How to choose an AI model: a step-by-step method that starts from your use case and data, keeps you provider-agnostic, and protects you from lock-in.

Start from the use case, not the leaderboard

The biggest mistake in model selection is starting with the model. Benchmarks and leaderboards measure general capability, which is rarely what decides whether your specific workflow succeeds. Begin instead by writing down the job: what the model has to do, what good output looks like, how fast it has to respond, and what it costs you when it is wrong. A model that tops a public benchmark can still be the wrong choice for a task where latency, cost per call, or a specific failure mode matters more than raw capability. Define the job precisely enough that you can test candidates against it, because everything after this step is comparison and you cannot compare without a target.

Step 1: write a concrete evaluation set

Collect 20 to 50 real examples from the actual workflow, with the answers you would accept. This is your evaluation set, and it is worth more than any vendor benchmark because it reflects your data and your standards. Include the hard cases and the edge cases that would embarrass you in production. You will run every candidate model against this set, so spend the time to make it representative. If you cannot assemble even 20 real examples, you do not understand the use case well enough to pick a model for it yet.

Step 2: shortlist on constraints before quality

Filter candidates on the non-negotiables first: data residency and where the model can run, cost at your expected volume, response time, and whether you can keep your data out of training. These constraints eliminate more models than quality does, and they are easier to check. A model you are not allowed to use, or cannot afford at scale, is not a candidate however good it is. Only after the shortlist passes these gates do you compare output quality, so you never fall in love with a model you can never deploy.

Step 3: test candidates against your set

Run each shortlisted model against your evaluation set and score the outputs the way your business would. Do not average away the failures; a model that is excellent on routine cases and dangerous on hard ones is often worse than a steadier one. Pay attention to how each model fails, not just how often, because a confident wrong answer is more costly than an obvious refusal. Record cost and latency from these runs too, so the final decision weighs quality, price, and speed together rather than in isolation.

Step 4: design for switching, not marriage

Whatever you choose, assume you will change it. The model layer is closer to a commodity than a durable advantage, and usage-based pricing has made every model-selection plan temporary. Architect so that swapping a model is a configuration change, not a rebuild, and keep a control point you own across whichever provider you use. The value you are protecting lives in your use case and your data, not in any one vendor relationship. Provider independence is the hedge that lets you take advantage of the next price drop or capability jump without re-platforming.

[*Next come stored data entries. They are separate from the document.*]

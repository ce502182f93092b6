//! New command implementation.
//!
//! Creates a blank artwork in the project store.

use clap::Args;

use crate::error::{EditError, Result};
use crate::output::Printer;
use crate::store::ArtworkStore;
use crate::types::Artwork;

use super::ProjectArgs;

/// Create a blank artwork
#[derive(Args, Debug)]
pub struct NewArgs {
    #[command(flatten)]
    pub project: ProjectArgs,

    /// Key for the artwork (default: a generated id)
    #[arg(long)]
    pub id: Option<String>,

    /// Canvas width (default: from pxedit.yaml)
    #[arg(long)]
    pub width: Option<u32>,

    /// Canvas height (default: from pxedit.yaml)
    #[arg(long)]
    pub height: Option<u32>,

    /// Overwrite an existing artwork with the same key
    #[arg(long)]
    pub force: bool,
}

pub fn run(args: NewArgs, printer: &Printer) -> Result<String> {
    let (manifest, mut store) = args.project.open()?;

    let width = args.width.unwrap_or(manifest.width);
    let height = args.height.unwrap_or(manifest.height);
    if width == 0 || height == 0 {
        return Err(EditError::Parse {
            message: format!("Invalid canvas size {}x{}", width, height),
            help: Some("Width and height must be at least 1".to_string()),
        });
    }

    let key = match args.id {
        Some(id) => {
            if store.contains(&id)? && !args.force {
                return Err(EditError::Store {
                    key: id,
                    message: "already exists (use --force to overwrite)".to_string(),
                });
            }
            id
        }
        None => store.generate_key()?,
    };

    let mut artwork = Artwork::new(key.clone(), width, height);
    artwork.set_frame_duration(1, manifest.frame_duration);
    store.save(&artwork)?;

    printer.success("Created", &format!("{} ({}x{})", printer.bold(&key), width, height));
    println!("{}", key);

    Ok(key)
}
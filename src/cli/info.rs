//! Info command implementation.
//!
//! Prints a summary of one artwork: canvas size, frame timings, and the
//! layer stack from bottom to top.

use clap::Args;

use crate::error::Result;
use crate::output::{plural, Printer};
use crate::types::Artwork;

use super::{load, ProjectArgs};

/// Show an artwork's layers and frames
#[derive(Args, Debug)]
pub struct InfoArgs {
    #[command(flatten)]
    pub project: ProjectArgs,

    /// Artwork key
    pub key: String,
}

pub fn run(args: InfoArgs, printer: &Printer) -> Result<()> {
    let (_, store) = args.project.open()?;
    let artwork = load(&store, &args.key)?;

    printer.info(
        "Artwork",
        &format!(
            "{} ({}, {})",
            printer.bold(artwork.id()),
            plural(artwork.layer_count(), "layer", "layers"),
            plural(artwork.frame_count(), "frame", "frames")
        ),
    );
    print!("{}", describe(&artwork));

    Ok(())
}

/// Plain-text description, one line per fact.
pub fn describe(artwork: &Artwork) -> String {
    let mut out = format!("{} {}x{}\n", artwork.id(), artwork.width(), artwork.height());

    let timings: Vec<String> = artwork
        .frames()
        .iter()
        .map(|frame| format!("{}ms", frame.duration))
        .collect();
    out.push_str(&format!("frames: {}\n", timings.join(", ")));

    for (index, layer) in artwork.layers().iter().enumerate() {
        let mut flags = String::new();
        if !layer.visible {
            flags.push_str(" hidden");
        }
        if layer.locked {
            flags.push_str(" locked");
        }

        let filled: Vec<String> = (1..=layer.frame_count())
            .filter(|&i| layer.has_frame(i))
            .map(|i| i.to_string())
            .collect();
        let filled = if filled.is_empty() {
            "-".to_string()
        } else {
            filled.join(",")
        };

        out.push_str(&format!(
            "layer {}: {} | {}% {}{} | filled {}\n",
            index,
            layer.name,
            layer.opacity(),
            layer.blend_mode,
            flags,
            filled
        ));
    }

    out
}
//! Coordinate mapping between the display surface and the pixel grid.
//!
//! The canvas is fitted into its container at an integer cell size and
//! centred. Zoom and pan only change the display transform, so pointer
//! positions are un-zoomed before the cell formula is applied.

use crate::tools::Cell;

const MIN_ZOOM: f64 = 0.1;
const MAX_ZOOM: f64 = 64.0;

/// A position on the display surface, in display pixels.
#[derive(Debug, Clone, Copy, PartialEq, Default)]
pub struct Point {
    pub x: f64,
    pub y: f64,
}

impl Point {
    pub const fn new(x: f64, y: f64) -> Self {
        Self { x, y }
    }
}

/// The container axis that decides the cell size.
#[derive(Debug, Clone, Copy, PartialEq, Eq)]
pub enum Axis {
    Width,
    Height,
}

/// Maps display positions to grid cells.
#[derive(Debug, Clone, PartialEq)]
pub struct Viewport {
    grid_width: u32,
    grid_height: u32,
    container_width: f64,
    container_height: f64,
    cell_size: u32,
    dominant: Axis,
    origin: Point,
    zoom: f64,
    pan: Point,
}

impl Viewport {
    /// Fit a `grid_width` x `grid_height` canvas into a container.
    pub fn new(grid_width: u32, grid_height: u32, container_width: f64, container_height: f64) -> Self {
        let mut viewport = Self {
            grid_width: grid_width.max(1),
            grid_height: grid_height.max(1),
            container_width: 0.0,
            container_height: 0.0,
            cell_size: 1,
            dominant: Axis::Width,
            origin: Point::default(),
            zoom: 1.0,
            pan: Point::default(),
        };
        viewport.resize(container_width, container_height);
        viewport
    }

    /// Recompute the cell size and origin for a new container size.
    ///
    /// The dominant axis is the one that fits exactly: a container wider
    /// than the artwork's aspect ratio is limited by its height, otherwise
    /// by its width. The cell size is never below 1.
    pub fn resize(&mut self, container_width: f64, container_height: f64) {
        self.container_width = container_width.max(0.0);
        self.container_height = container_height.max(0.0);

        let grid_w = self.grid_width as f64;
        let grid_h = self.grid_height as f64;
        let container_wider = self.container_width * grid_h > grid_w * self.container_height;

        let (dominant, cell) = if container_wider {
            (Axis::Height, (self.container_height / grid_h).floor())
        } else {
            (Axis::Width, (self.container_width / grid_w).floor())
        };
        self.dominant = dominant;
        self.cell_size = (cell as u32).max(1);

        let canvas_w = grid_w * self.cell_size as f64;
        let canvas_h = grid_h * self.cell_size as f64;
        self.origin = Point::new(
            ((self.container_width - canvas_w) / 2.0).floor(),
            ((self.container_height - canvas_h) / 2.0).floor(),
        );
        tracing::debug!(cell = self.cell_size, ?dominant, "viewport resized");
    }

    /// Change the grid dimensions, e.g. after loading another artwork.
    pub fn set_grid(&mut self, grid_width: u32, grid_height: u32) {
        self.grid_width = grid_width.max(1);
        self.grid_height = grid_height.max(1);
        self.resize(self.container_width, self.container_height);
    }

    /// Display pixels per grid cell at zoom 1.
    pub fn cell_size(&self) -> u32 {
        self.cell_size
    }

    pub fn dominant_axis(&self) -> Axis {
        self.dominant
    }

    /// Top-left corner of the unzoomed canvas inside the container.
    pub fn origin(&self) -> Point {
        self.origin
    }

    pub fn zoom(&self) -> f64 {
        self.zoom
    }

    /// Set the zoom factor, clamped to a sane range.
    pub fn set_zoom(&mut self, zoom: f64) {
        self.zoom = if zoom.is_finite() {
            zoom.clamp(MIN_ZOOM, MAX_ZOOM)
        } else {
            1.0
        };
    }

    pub fn pan(&self) -> Point {
        self.pan
    }

    pub fn set_pan(&mut self, pan: Point) {
        self.pan = pan;
    }

    /// Move the canvas by a display-space offset.
    pub fn pan_by(&mut self, dx: f64, dy: f64) {
        self.pan = Point::new(self.pan.x + dx, self.pan.y + dy);
    }

    /// Map a display position to the grid cell under it.
    ///
    /// The result may lie outside the grid; tools ignore such cells.
    pub fn to_cell(&self, point: Point) -> Cell {
        let local_x = (point.x - self.origin.x - self.pan.x) / self.zoom;
        let local_y = (point.y - self.origin.y - self.pan.y) / self.zoom;
        let cell = self.cell_size as f64;
        Cell::new((local_x / cell).floor() as i64, (local_y / cell).floor() as i64)
    }

    /// Display position of a cell's top-left corner.
    pub fn to_display(&self, cell: Cell) -> Point {
        let size = self.cell_size as f64 * self.zoom;
        Point::new(
            self.origin.x + self.pan.x + cell.x as f64 * size,
            self.origin.y + self.pan.y + cell.y as f64 * size,
        )
    }

    /// Check if a cell is on the canvas.
    pub fn contains(&self, cell: Cell) -> bool {
        cell.x >= 0 && cell.y >= 0 && cell.x < self.grid_width as i64 && cell.y < self.grid_height as i64
    }
}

Step 5: instrument before you scale

Once a model is in production, you still need to see what it is doing. Attribute cost and value per use case so you know which deployments earn their spend, and keep an auditable record of inputs and outputs so you can explain any single decision later. Model selection is not a one-time event; it is a standing decision you revisit as prices, capabilities, and your own needs move. Teams that instrument from the first deployment can make that call on evidence. Teams that do not are guessing every time the market shifts.